### Exercise objective
Every line below that mentions the word "entry" should be copied out.

### Excerpted data
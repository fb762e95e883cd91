use serde::Deserialize;
use std::path::Path;

#[derive(Debug, Clone, Deserialize)]
pub struct Config {
    #[serde(default)]
    pub server: ServerConfig,
    #[serde(default)]
    pub cache: CacheConfig,
    #[serde(default)]
    pub origin: OriginConfig,
}

#[derive(Debug, Clone, Deserialize)]
pub struct ServerConfig {
    #[serde(default = "default_listen_addr")]
    pub listen_addr: String,
    #[serde(default = "default_metrics_addr")]
    pub metrics_addr: String,
}

#[derive(Debug, Clone, Deserialize)]
pub struct CacheConfig {
    /// Cache byte budget in megabytes (1 MB = 1_000_000 bytes).
    #[serde(default = "default_max_size_mb")]
    pub max_size_mb: usize,
}

#[derive(Debug, Clone, Deserialize)]
pub struct OriginConfig {
    /// Deadline for origin probes and fetches. Absent means requests
    /// block until the origin responds or errors.
    #[serde(default)]
    pub timeout_ms: Option<u64>,
}

impl Config {
    pub fn load(path: &Path) -> Result<Self, Box<dyn std::error::Error>> {
        let contents = std::fs::read_to_string(path)?;
        let config: Config = toml::from_str(&contents)?;
        Ok(config)
    }

    pub fn default_config() -> Self {
        Config {
            server: ServerConfig::default(),
            cache: CacheConfig::default(),
            origin: OriginConfig::default(),
        }
    }
}

impl Default for ServerConfig {
    fn default() -> Self {
        Self {
            listen_addr: default_listen_addr(),
            metrics_addr: default_metrics_addr(),
        }
    }
}

impl Default for CacheConfig {
    fn default() -> Self {
        Self {
            max_size_mb: default_max_size_mb(),
        }
    }
}

impl Default for OriginConfig {
    fn default() -> Self {
        Self { timeout_ms: None }
    }
}

fn default_listen_addr() -> String {
    "0.0.0.0:8000".to_string()
}
fn default_metrics_addr() -> String {
    "0.0.0.0:9090".to_string()
}
fn default_max_size_mb() -> usize {
    64
}
use thiserror::Error;

/// Errors surfaced by [`CacheEngine`](crate::engine::CacheEngine).
///
/// `Miss` is the expected/common case and drives the caller's fallback
/// fetch; the remaining variants reject malformed insertions.
#[derive(Debug, Error, PartialEq, Eq)]
pub enum CacheError {
    /// No cached entry fully contains the requested range.
    #[error("value not in cache")]
    Miss,

    /// Ranges are half-open and must be non-empty.
    #[error("invalid range {start}..{end}")]
    InvalidRange { start: u64, end: u64 },

    /// Buffer length must equal the declared range width.
    #[error("buffer of {len} bytes does not match range {start}..{end}")]
    LengthMismatch { start: u64, end: u64, len: usize },

    /// The payload can never fit, even into an empty cache.
    #[error("entry of {len} bytes exceeds cache budget of {max_bytes} bytes")]
    TooLarge { len: usize, max_bytes: usize },

    /// Source keys partition the cache and must be non-empty.
    #[error("empty source key")]
    EmptySourceKey,
}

### Response
    /// No cached entry fully contains the requested range.
    #[error("entry of {len} bytes exceeds cache budget of {max_bytes} bytes")]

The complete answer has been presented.